Thomas Hartley Cromek (1809-1873) was an English painter.

==Life==
Cromek was born on 8 August 1809, the son of the engraver Robert Hartley Cromek. He was educated at Enoch Harrison's school in Wakefield; he then attended the Moravian School at Fulneck, and to the Grammar School at Wakefield, before he eventually returning to Harrison.

He had his first lessons in art from James Hunter, a portrait painter at Wakefield, but in 1826 he went to Leeds where he studied landscape painting under Joseph Rhodes, an artist of considerable ability, and also taught himself anatomical drawing.

In 1830 he decided to go to Italy to study the great masters. He passed through Belgium, the Rhineland, Switzerland, and Florence, and at length reached Rome, where he soon attracted attention by the excellence of his drawings and his careful colouring.
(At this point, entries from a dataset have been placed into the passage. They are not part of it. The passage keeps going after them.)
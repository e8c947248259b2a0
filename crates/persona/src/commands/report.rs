use chrono::Utc;
use persona_analysis::render_report;
use persona_core::artifact::load_persona;
use std::path::Path;

pub fn run(file: &Path) -> anyhow::Result<()> {
    let persona = load_persona(file)?;
    println!("{}", render_report(&persona, Utc::now()));
    Ok(())
}

#[cfg(test)]
mod tests {
    use super::*;

    #[test]
    fn test_missing_file_is_error() {
        let temp = tempfile::TempDir::new().unwrap();
        assert!(run(&temp.path().join("nope.json")).is_err());
    }

    #[test]
    fn test_invalid_json_is_error() {
        let temp = tempfile::TempDir::new().unwrap();
        let path = temp.path().join("broken.json");
        std::fs::write(&path, "{\"username\": ").unwrap();
        assert!(run(&path).is_err());
    }
}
From 1831 until 1849, with the exception of two short visits to England, Cromek passed his time in visiting and making drawings of the principal buildings and the picturesque scenery of Italy and Greece.

In 1850 he was unanimously elected an Associate of the New Society of Painters in Water-Colours, when he retired to Wakefield, where he died, after a long and painful illness, in 1873. His drawings, which are chiefly to be found in the royal and private collections, are much esteemed for the beauty of their colouring and their truthfulness to nature.